Но прокурор Бухан сделал «финт ушами». Заявил о привлечении новых свидетелей для доказательства вины Головачёва. При этом Дмитрий Пигорев и Валерий Калугин, проходившие по одному делу со Спартаком, были выпущены под домашний арест (обвинение просило для них пятилетние условные сроки, в то время как Спартаку светит более жесткое наказание: пять лет лишения свободы). Последовало продление судебного процесса, несмотря на то, что его участники уже произнесли последние слова. Примечательно, что пока шли прения, со стороны обвинения не прозвучало ни одного намека на необходимость привлечения новых свидетелей.
Однако прошло четыре месяца, а заявленные свидетели-милиционеры ни на одном судебном заседании так и не появились. За это время Дмитрий Пигорев, вышедший из СИЗО под домашний арест, угодил в туберкулезный диспансер. В его отсутствие судебные заседания несколько раз переносились… 10 марта Пигорев появился в суде. Но загадочных свидетелей, убывших по месту службы, опять никто не увидел.
Спартак Головачёв заявил о том, что сегодня нет тех рисков, которыми ранее объяснялась невозможность смягчить ему меру пресечения: «Прокурор четыре месяца не может доставить свидетелей в суд. Как я могу (в случае изменения меры пресечения на домашний арест) давить на свидетелей, если их даже прокурор не в состоянии найти?!" Но эти доводы не помешали судье в очередной раз продлить меру пресечения - содержание под стражей - на два месяца. Таким образом, процесс - после последнего слова обвиняемых! - затянулся, как минимум, на полгода. А двухлетие своего ареста (1 мая) Спартак гарантированно встретит в СИЗО.
Пока ожидали судью из совещательной комнаты, Головачёв успел поделиться новостями. Рассказал, что первый заместитель начальника колонии душевно поинтересовался у него: «Когда ты уже себе вены вскроешь?» Дескать, надоел, одно беспокойство…
Ощущение такое, что и суду, и обвинению выгодно затянуть процесс до 1 ноября. В этот день будет ровно два с половиной года, как Спартак находится в СИЗО. А обвинение просит для него пять лет лишения свободы. Стало быть, с ноября Головачёв подпадает под действие пресловутого «закона Савченко», которым один год, проведенный в СИЗО во время судебного разбирательства, приравнивается к двум годам тюремного срока.
Парадокс заключается в том, что «закон Савченко» играет на руку реальным преступникам, осужденным по делу, - поскольку «половинит» их сроки. Но при этом люди, арестованные по сфабрикованным или сомнительным обвинениям, рискуют попасть в такой «межеумочный период», когда обвинение и суд будут искусственно подводить их под действие «закона Савченко». То есть, невинно севшим этот закон только добавляет страданий. Стороне обвинения он помогает частично справиться с задачей, даже провалив доказательную базу: достаточно затянуть суд до нужного предела. Судье же «закон Савченко» позволяет не брать на себя ответственность за приговор: есть возможность «пропетлять», и власть не прогневив, и вроде бы не засадив невиновного в тюрьму…

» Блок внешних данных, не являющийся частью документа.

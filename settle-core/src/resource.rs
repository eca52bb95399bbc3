//! Resource - Identity of the remote resource a polling session watches

use std::fmt;
use std::str::FromStr;

use serde::{Deserialize, Serialize};
use thiserror::Error;

/// Unique identifier for a resource
///
/// Used as the key for [`crate::locks::ResourceLocks`] and as the context
/// callers attach to poller errors before showing them to users.
#[derive(Debug, Clone, PartialEq, Eq, Hash, PartialOrd, Ord, Serialize, Deserialize)]
pub struct ResourceId {
    /// Resource type (e.g., "cluster", "worker", "volume")
    pub resource_type: String,
    /// Resource name or remote identifier
    pub name: String,
}

impl ResourceId {
    pub fn new(resource_type: impl Into<String>, name: impl Into<String>) -> Self {
        Self {
            resource_type: resource_type.into(),
            name: name.into(),
        }
    }
}

impl fmt::Display for ResourceId {
    fn fmt(&self, f: &mut fmt::Formatter<'_>) -> fmt::Result {
        write!(f, "{}.{}", self.resource_type, self.name)
    }
}

#[derive(Debug, Clone, PartialEq, Eq, Error)]
#[error("invalid resource id {0:?}: expected TYPE.NAME")]
pub struct ParseResourceIdError(pub String);

impl FromStr for ResourceId {
    type Err = ParseResourceIdError;

    /// Parse `type.name`; the name may itself contain dots
    fn from_str(s: &str) -> Result<Self, Self::Err> {
        match s.split_once('.') {
            Some((resource_type, name)) if !resource_type.is_empty() && !name.is_empty() => {
                Ok(Self::new(resource_type, name))
            }
            _ => Err(ParseResourceIdError(s.to_string())),
        }
    }
}
//! Profile - Named polling presets for common resource transitions

use std::time::Duration;

use serde::Serialize;

use crate::config::{NotFoundPolicy, PollConfig};

/// A reusable, named [`PollConfig`]
#[derive(Debug, Clone, Serialize)]
pub struct Profile {
    /// Lookup key (e.g., "cluster-available")
    pub name: &'static str,
    pub description: &'static str,
    pub config: PollConfig,
}

fn secs(n: u64) -> Duration {
    Duration::from_secs(n)
}

fn mins(n: u64) -> Duration {
    Duration::from_secs(n * 60)
}

/// All built-in profiles
pub fn builtin_profiles() -> Vec<Profile> {
    vec![
        Profile {
            name: "cluster-available",
            description: "Kubernetes cluster finished provisioning",
            config: PollConfig::new(["normal"])
                .with_pending(["retry", "provisioning"])
                .with_failure(["critical", "failed"])
                .with_timeout(mins(90))
                .with_initial_delay(secs(10))
                .with_poll_interval(secs(10)),
        },
        Profile {
            name: "cluster-deleted",
            description: "Cluster deletion finished; a missing cluster counts as deleted",
            config: PollConfig::new(["deleted"])
                .with_pending(["deleting"])
                .with_timeout(mins(45))
                .with_initial_delay(secs(60))
                .with_poll_interval(secs(60))
                .with_min_poll_interval(secs(10))
                .with_not_found(NotFoundPolicy::Succeed),
        },
        Profile {
            name: "vpc-cluster-master-ready",
            description: "Cluster master reports Ready on five consecutive polls",
            config: PollConfig::new(["Ready"])
                .with_pending(["Deploy requested", "Deploy in progress"])
                .with_timeout(mins(90))
                .with_initial_delay(secs(10))
                .with_poll_interval(secs(5))
                .with_continuous_success_count(5),
        },
        Profile {
            name: "worker-ready",
            description: "Worker node finished provisioning",
            config: PollConfig::new(["normal"])
                .with_pending(["retry", "provisioning"])
                .with_failure(["critical", "provision_failed"])
                .with_timeout(mins(90))
                .with_initial_delay(secs(10))
                .with_poll_interval(secs(10)),
        },
        Profile {
            name: "worker-deleted",
            description: "Worker node removed; a missing worker counts as deleted",
            config: PollConfig::new(["deleted"])
                .with_pending(["deleting"])
                .with_timeout(mins(45))
                .with_initial_delay(secs(10))
                .with_poll_interval(secs(10))
                .with_not_found(NotFoundPolicy::Succeed),
        },
        Profile {
            name: "version-update",
            description: "Cluster version update settled on five consecutive polls",
            config: PollConfig::new(["normal"])
                .with_pending(["retry", "updating"])
                .with_failure(["update_failed"])
                .with_timeout(mins(90))
                .with_initial_delay(secs(10))
                .with_poll_interval(secs(10))
                .with_continuous_success_count(5),
        },
        Profile {
            name: "bare-metal-provisioned",
            description: "Bare-metal server provisioned; tolerates a day of not-found answers",
            config: PollConfig::new(["provisioned"])
                .with_pending(["retry", "pending"])
                .with_timeout(Duration::from_secs(24 * 60 * 60))
                .with_initial_delay(secs(10))
                .with_poll_interval(mins(1))
                .with_not_found(NotFoundPolicy::Tolerate(24 * 60)),
        },
        Profile {
            name: "device-active",
            description: "Bare-metal device reached active",
            config: PollConfig::new(["active"])
                .with_pending(["queued", "provisioning", "reinstalling"])
                .with_failure(["failed"])
                .with_timeout(mins(60))
                .with_initial_delay(secs(10))
                .with_poll_interval(secs(3))
                .with_backoff(crate::backoff::Backoff::new(2.0, secs(10))),
        },
        Profile {
            name: "volume-attached",
            description: "Block volume attached to its instance",
            config: PollConfig::new(["attached"])
                .with_pending(["attaching", "pending"])
                .with_failure(["failed", "error"])
                .with_timeout(mins(10))
                .with_initial_delay(secs(5))
                .with_poll_interval(secs(5)),
        },
        Profile {
            name: "volume-detached",
            description: "Block volume detached; a missing attachment counts as detached",
            config: PollConfig::new(["detached"])
                .with_pending(["detaching", "attached"])
                .with_failure(["failed", "error"])
                .with_timeout(mins(10))
                .with_initial_delay(secs(5))
                .with_poll_interval(secs(5))
                .with_not_found(NotFoundPolicy::Succeed),
        },
    ]
}

/// Look up a built-in profile by name
pub fn find_profile(name: &str) -> Option<Profile> {
    builtin_profiles().into_iter().find(|p| p.name == name)
}

#[cfg(test)]
mod tests {
    use super::*;
    use std::collections::HashSet;

    #[test]
    fn every_builtin_validates() {
        for profile in builtin_profiles() {
            assert!(
                profile.config.validate().is_ok(),
                "profile {} is invalid: {:?}",
                profile.name,
                profile.config.validate()
            );
        }
    }

    #[test]
    fn names_are_unique() {
        let profiles = builtin_profiles();
        let names: HashSet<_> = profiles.iter().map(|p| p.name).collect();
        assert_eq!(names.len(), profiles.len());
    }

    #[test]
    fn find_by_name() {
        let profile = find_profile("vpc-cluster-master-ready").unwrap();
        assert_eq!(profile.config.continuous_success_count, 5);
        assert!(profile.config.is_pending("Deploy in progress"));

        let deleted = find_profile("cluster-deleted").unwrap();
        assert_eq!(deleted.config.not_found, NotFoundPolicy::Succeed);

        assert!(find_profile("database-ready").is_none());
    }

    #[test]
    fn profiles_serialize_for_listing() {
        let json = serde_json::to_value(find_profile("volume-attached").unwrap()).unwrap();
        assert_eq!(json["name"], "volume-attached");
        assert_eq!(json["config"]["timeout"], "10m");
    }
}
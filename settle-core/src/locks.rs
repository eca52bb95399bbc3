//! Locks - Per-resource mutual exclusion owned by the caller
//!
//! Two operations racing on the same remote resource (e.g. replacing workers
//! of one cluster) are serialized by locking the resource's key. The poller
//! itself never takes these locks.

use std::hash::Hash;
use std::sync::Arc;

use dashmap::DashMap;
use log::debug;
use tokio::sync::{Mutex, OwnedMutexGuard};

use crate::resource::ResourceId;

/// Held while an operation on one resource is in flight; unlocks on drop
#[derive(Debug)]
pub struct ResourceGuard<K> {
    key: K,
    _guard: OwnedMutexGuard<()>,
}

impl<K> ResourceGuard<K> {
    pub fn key(&self) -> &K {
        &self.key
    }
}

/// Registry of async mutexes keyed by resource identity
#[derive(Debug)]
pub struct ResourceLocks<K = ResourceId>
where
    K: Eq + Hash,
{
    locks: DashMap<K, Arc<Mutex<()>>>,
}

impl<K> Default for ResourceLocks<K>
where
    K: Eq + Hash,
{
    fn default() -> Self {
        Self {
            locks: DashMap::new(),
        }
    }
}

impl<K> ResourceLocks<K>
where
    K: Eq + Hash + Clone + std::fmt::Debug,
{
    pub fn new() -> Self {
        Self::default()
    }

    fn entry(&self, key: &K) -> Arc<Mutex<()>> {
        // The map shard lock is released before any await
        self.locks.entry(key.clone()).or_default().value().clone()
    }

    /// Wait until `key` is free and lock it
    pub async fn lock(&self, key: &K) -> ResourceGuard<K> {
        let mutex = self.entry(key);
        debug!("Acquiring lock for {:?}", key);
        let guard = mutex.lock_owned().await;
        ResourceGuard {
            key: key.clone(),
            _guard: guard,
        }
    }

    /// Lock `key` only if nobody else holds it
    pub fn try_lock(&self, key: &K) -> Option<ResourceGuard<K>> {
        let mutex = self.entry(key);
        mutex.try_lock_owned().ok().map(|guard| ResourceGuard {
            key: key.clone(),
            _guard: guard,
        })
    }

    pub fn is_locked(&self, key: &K) -> bool {
        self.locks
            .get(key)
            .is_some_and(|mutex| mutex.try_lock().is_err())
    }

    /// Number of keys currently tracked
    pub fn len(&self) -> usize {
        self.locks.len()
    }

    pub fn is_empty(&self) -> bool {
        self.locks.is_empty()
    }

    /// Forget keys that are neither locked nor awaited
    pub fn prune(&self) {
        self.locks.retain(|_, mutex| Arc::strong_count(mutex) > 1);
    }
}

Но человеку, поддающемуся искушению использовать этот казус для сохранения репутации или выполнения поставленной задачи, не стоит забывать, что Божий Суд не имеет ничего общего с «законом Савченко». Да и политзаключенный Спартак Головачёв, не бравший в руки оружия, никого не убивший и не избивший, не имеет ничего общего с «политзаключенной» Надеждой Савченко, которую обвиняют в военном преступлении. Савченко, скачущая по скамейке и тычущая средний палец суду, - перекошенное лицо той части украинского мира, для которой убийство мирных жителей перестало быть страшным грехом.
Да и российских «прогрессивных человеков» уже не смущают такие заявления подсудимой: «И как бы ни верещали здесь мирные жители Донбасса, потерпевшие и сепаратисты, что убивают только их…». А добродушно улыбающийся Спартак Головачёв, читающий в СИЗО «Несвятые святые» архимандрита Тихона (Шевкунова) и «Воспоминания» Сергея Фуделя, - лицо того русского мира Украины, которого вроде и не существует для «прогрессивного человечества".